▸ THE PROBLEM
Only lines that contain the word "endpoint" belong in the answer; copy them from the records below.

▸ RECORDS SHOWN
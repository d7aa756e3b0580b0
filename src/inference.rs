//! Outbound chat-completion client.
//!
//! One POST per call, bounded by the configured timeout. The first choice's
//! message content is returned as-is; there is no retry and no fallback.

use serde::{Deserialize, Serialize};

use crate::config::InferenceConfig;

/// Longest upstream error body kept for diagnostics.
const ERROR_BODY_EXCERPT: usize = 512;

#[derive(Debug, Clone, PartialEq, Eq, Serialize, Deserialize)]
pub struct ChatMessage {
    pub role: String,
    pub content: String,
}

impl ChatMessage {
    pub fn system(content: impl Into<String>) -> Self {
        Self {
            role: "system".to_string(),
            content: content.into(),
        }
    }

    pub fn user(content: impl Into<String>) -> Self {
        Self {
            role: "user".to_string(),
            content: content.into(),
        }
    }
}

#[derive(Debug, thiserror::Error)]
pub enum InferenceError {
    #[error("failed to build HTTP client: {0}")]
    ClientBuild(#[source] reqwest::Error),
    #[error("inference request timed out")]
    Timeout,
    #[error("inference endpoint unreachable: {0}")]
    Transport(#[source] reqwest::Error),
    #[error("inference endpoint returned {status}: {body}")]
    Status {
        status: reqwest::StatusCode,
        body: String,
    },
    #[error("unexpected inference response: {0}")]
    MalformedResponse(String),
}

#[derive(Serialize)]
struct CompletionRequest<'a> {
    model: &'a str,
    messages: &'a [ChatMessage],
    temperature: f32,
}

#[derive(Deserialize)]
struct CompletionResponse {
    #[serde(default)]
    choices: Vec<Choice>,
}

#[derive(Deserialize)]
struct Choice {
    message: Option<ChoiceMessage>,
}

#[derive(Deserialize)]
struct ChoiceMessage {
    content: Option<String>,
}

#[derive(Clone)]
pub struct InferenceClient {
    http: reqwest::Client,
    url: String,
    model: String,
    api_key: Option<String>,
}

impl InferenceClient {
    pub fn new(cfg: &InferenceConfig) -> Result<Self, InferenceError> {
        let http = reqwest::Client::builder()
            .timeout(cfg.timeout)
            .build()
            .map_err(InferenceError::ClientBuild)?;
        Ok(Self {
            http,
            url: cfg.url.clone(),
            model: cfg.model.clone(),
            api_key: cfg.api_key.clone(),
        })
    }

    pub fn model(&self) -> &str {
        &self.model
    }

    /// Send the conversation and return the first completion's text.
    pub async fn complete(
        &self,
        messages: &[ChatMessage],
        temperature: f32,
    ) -> Result<String, InferenceError> {
        let body = CompletionRequest {
            model: &self.model,
            messages,
            temperature,
        };
        let mut rb = self.http.post(&self.url).json(&body);
        if let Some(key) = &self.api_key {
            rb = rb.bearer_auth(key);
        }

        let resp = rb.send().await.map_err(classify_transport)?;
        let status = resp.status();
        let text = resp.text().await.map_err(classify_transport)?;
        if !status.is_success() {
            return Err(InferenceError::Status {
                status,
                body: excerpt(&text),
            });
        }
        extract_content(&text)
    }
}

fn classify_transport(err: reqwest::Error) -> InferenceError {
    if err.is_timeout() {
        InferenceError::Timeout
    } else {
        InferenceError::Transport(err)
    }
}

fn extract_content(text: &str) -> Result<String, InferenceError> {
    let parsed: CompletionResponse = serde_json::from_str(text)
        .map_err(|e| InferenceError::MalformedResponse(format!("invalid JSON body: {}", e)))?;
    parsed
        .choices
        .into_iter()
        .next()
        .and_then(|choice| choice.message)
        .and_then(|message| message.content)
        .ok_or_else(|| {
            InferenceError::MalformedResponse("missing choices[0].message.content".to_string())
        })
}

fn excerpt(body: &str) -> String {
    if body.len() <= ERROR_BODY_EXCERPT {
        return body.to_string();
    }
    let mut end = ERROR_BODY_EXCERPT;
    while !body.is_char_boundary(end) {
        end -= 1;
    }
    format!("{}…", &body[..end])
}

#[cfg(test)]
mod tests {
    use super::*;

    #[test]
    fn extracts_first_choice_content() {
        let body = r#"{"id":"x","choices":[{"index":0,"message":{"role":"assistant","content":"first"}},{"index":1,"message":{"role":"assistant","content":"second"}}]}"#;
        assert_eq!(extract_content(body).unwrap(), "first");
    }

    #[test]
    fn empty_content_is_returned_verbatim() {
        let body = r#"{"choices":[{"message":{"content":""}}]}"#;
        assert_eq!(extract_content(body).unwrap(), "");
    }

    #[test]
    fn missing_choices_is_malformed() {
        for body in [
            r#"{"choices":[]}"#,
            r#"{"object":"error"}"#,
            r#"{"choices":[{"message":{"role":"assistant"}}]}"#,
            "not json",
        ] {
            match extract_content(body) {
                Err(InferenceError::MalformedResponse(_)) => {}
                other => panic!("expected malformed response for {body}, got {other:?}"),
            }
        }
    }

    #[test]
    fn request_body_carries_model_messages_and_temperature() {
        let messages = vec![ChatMessage::system("sys"), ChatMessage::user("usr")];
        let body = CompletionRequest {
            model: "m",
            messages: &messages,
            temperature: 0.25,
        };
        let value = serde_json::to_value(&body).unwrap();
        assert_eq!(value["model"], "m");
        assert_eq!(value["temperature"], 0.25);
        assert_eq!(value["messages"][0]["role"], "system");
        assert_eq!(value["messages"][1]["content"], "usr");
    }

    #[test]
    fn long_error_bodies_are_truncated_on_char_boundary() {
        let body = "é".repeat(400);
        let cut = excerpt(&body);
        assert!(cut.ends_with('…'));
        assert!(cut.len() <= ERROR_BODY_EXCERPT + '…'.len_utf8());
    }
}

▸ RESPONSE AREA
    #[error("inference endpoint unreachable: {0}")]
    #[error("inference endpoint returned {status}: {body}")]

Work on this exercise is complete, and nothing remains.